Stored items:

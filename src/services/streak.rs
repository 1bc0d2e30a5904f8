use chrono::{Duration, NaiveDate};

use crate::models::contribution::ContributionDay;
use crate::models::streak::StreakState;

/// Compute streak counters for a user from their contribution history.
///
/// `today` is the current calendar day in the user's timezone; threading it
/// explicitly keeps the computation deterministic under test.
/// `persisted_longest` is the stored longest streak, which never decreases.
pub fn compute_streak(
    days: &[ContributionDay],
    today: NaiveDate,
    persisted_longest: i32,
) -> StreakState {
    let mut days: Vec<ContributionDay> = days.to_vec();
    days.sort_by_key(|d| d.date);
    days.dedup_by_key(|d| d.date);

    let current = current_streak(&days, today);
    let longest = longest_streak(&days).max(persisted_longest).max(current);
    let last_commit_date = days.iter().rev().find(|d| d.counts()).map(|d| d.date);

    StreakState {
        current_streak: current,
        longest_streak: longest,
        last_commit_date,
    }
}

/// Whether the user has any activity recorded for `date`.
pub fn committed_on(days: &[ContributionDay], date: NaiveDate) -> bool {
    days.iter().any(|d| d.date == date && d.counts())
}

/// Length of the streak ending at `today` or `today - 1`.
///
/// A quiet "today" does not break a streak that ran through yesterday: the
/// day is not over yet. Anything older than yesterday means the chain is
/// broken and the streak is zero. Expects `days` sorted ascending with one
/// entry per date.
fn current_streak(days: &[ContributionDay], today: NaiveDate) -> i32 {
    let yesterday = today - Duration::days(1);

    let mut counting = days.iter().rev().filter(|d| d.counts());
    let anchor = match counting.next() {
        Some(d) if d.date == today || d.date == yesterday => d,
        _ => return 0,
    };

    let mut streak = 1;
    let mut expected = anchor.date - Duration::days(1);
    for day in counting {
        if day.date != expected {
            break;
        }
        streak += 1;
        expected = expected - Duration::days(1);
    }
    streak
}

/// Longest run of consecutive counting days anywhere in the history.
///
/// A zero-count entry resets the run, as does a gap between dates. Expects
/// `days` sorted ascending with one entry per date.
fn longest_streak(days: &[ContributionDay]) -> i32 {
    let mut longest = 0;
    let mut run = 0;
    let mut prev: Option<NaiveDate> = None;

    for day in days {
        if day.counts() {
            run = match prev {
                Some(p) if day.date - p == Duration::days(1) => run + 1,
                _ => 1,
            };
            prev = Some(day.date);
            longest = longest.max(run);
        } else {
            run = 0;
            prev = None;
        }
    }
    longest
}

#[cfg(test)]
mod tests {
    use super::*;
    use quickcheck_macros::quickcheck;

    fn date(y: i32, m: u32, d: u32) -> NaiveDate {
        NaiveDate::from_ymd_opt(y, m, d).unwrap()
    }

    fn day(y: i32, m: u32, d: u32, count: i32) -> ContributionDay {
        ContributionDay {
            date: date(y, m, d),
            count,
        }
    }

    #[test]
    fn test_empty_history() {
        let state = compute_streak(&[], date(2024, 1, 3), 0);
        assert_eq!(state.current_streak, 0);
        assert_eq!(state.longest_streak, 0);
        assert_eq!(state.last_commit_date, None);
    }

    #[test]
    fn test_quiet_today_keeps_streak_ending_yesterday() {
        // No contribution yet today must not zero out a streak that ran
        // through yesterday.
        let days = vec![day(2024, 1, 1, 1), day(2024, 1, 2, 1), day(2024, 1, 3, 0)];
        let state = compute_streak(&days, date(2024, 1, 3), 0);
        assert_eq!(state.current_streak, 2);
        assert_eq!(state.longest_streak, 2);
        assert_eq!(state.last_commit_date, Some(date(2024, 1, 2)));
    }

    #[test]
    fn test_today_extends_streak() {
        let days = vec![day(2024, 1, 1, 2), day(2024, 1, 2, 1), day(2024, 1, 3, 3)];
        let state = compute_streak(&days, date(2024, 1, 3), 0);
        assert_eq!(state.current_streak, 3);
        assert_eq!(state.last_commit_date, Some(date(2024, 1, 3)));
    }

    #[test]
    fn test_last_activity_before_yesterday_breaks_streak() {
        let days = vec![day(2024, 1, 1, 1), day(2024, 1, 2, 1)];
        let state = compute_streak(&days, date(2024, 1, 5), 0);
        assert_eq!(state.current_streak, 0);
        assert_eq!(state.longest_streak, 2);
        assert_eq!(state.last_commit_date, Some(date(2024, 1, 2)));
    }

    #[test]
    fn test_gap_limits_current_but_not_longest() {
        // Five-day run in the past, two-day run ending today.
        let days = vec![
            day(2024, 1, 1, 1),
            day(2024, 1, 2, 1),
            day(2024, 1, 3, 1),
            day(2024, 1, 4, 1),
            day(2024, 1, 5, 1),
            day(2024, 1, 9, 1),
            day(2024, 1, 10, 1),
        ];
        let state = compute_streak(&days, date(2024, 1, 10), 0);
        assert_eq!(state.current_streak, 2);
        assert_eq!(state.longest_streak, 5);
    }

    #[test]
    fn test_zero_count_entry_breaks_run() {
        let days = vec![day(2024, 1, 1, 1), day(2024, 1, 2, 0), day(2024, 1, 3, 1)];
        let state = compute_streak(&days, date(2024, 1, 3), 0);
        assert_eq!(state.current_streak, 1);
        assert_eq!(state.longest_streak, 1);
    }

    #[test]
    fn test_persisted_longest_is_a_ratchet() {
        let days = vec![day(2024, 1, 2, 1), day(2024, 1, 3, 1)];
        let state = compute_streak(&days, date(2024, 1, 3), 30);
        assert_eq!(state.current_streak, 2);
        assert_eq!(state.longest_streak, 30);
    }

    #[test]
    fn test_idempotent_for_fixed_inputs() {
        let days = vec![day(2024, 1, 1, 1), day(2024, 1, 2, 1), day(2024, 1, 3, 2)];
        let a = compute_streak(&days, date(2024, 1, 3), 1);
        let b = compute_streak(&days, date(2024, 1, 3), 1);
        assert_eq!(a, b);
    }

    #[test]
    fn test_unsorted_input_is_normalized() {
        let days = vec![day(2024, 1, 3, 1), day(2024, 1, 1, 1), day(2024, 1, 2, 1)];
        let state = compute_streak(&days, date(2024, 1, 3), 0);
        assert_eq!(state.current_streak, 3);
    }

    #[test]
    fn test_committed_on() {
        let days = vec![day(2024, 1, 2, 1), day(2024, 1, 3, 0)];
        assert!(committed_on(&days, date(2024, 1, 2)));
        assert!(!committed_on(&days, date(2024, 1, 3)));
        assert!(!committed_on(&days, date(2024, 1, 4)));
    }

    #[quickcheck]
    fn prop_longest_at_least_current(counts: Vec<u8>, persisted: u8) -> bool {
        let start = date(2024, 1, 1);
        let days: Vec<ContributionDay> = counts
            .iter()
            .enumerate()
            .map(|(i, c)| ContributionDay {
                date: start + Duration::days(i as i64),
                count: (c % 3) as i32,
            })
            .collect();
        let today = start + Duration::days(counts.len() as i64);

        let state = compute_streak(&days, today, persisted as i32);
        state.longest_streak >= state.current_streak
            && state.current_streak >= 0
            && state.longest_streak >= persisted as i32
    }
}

Required work: Show the lines from the data above that contain the string "iter".

Output for this exercise:
    let last_commit_date = days.iter().rev().find(|d| d.counts()).map(|d| d.date);
    days.iter().any(|d| d.date == date && d.counts())
    let mut counting = days.iter().rev().filter(|d| d.counts());
            .iter()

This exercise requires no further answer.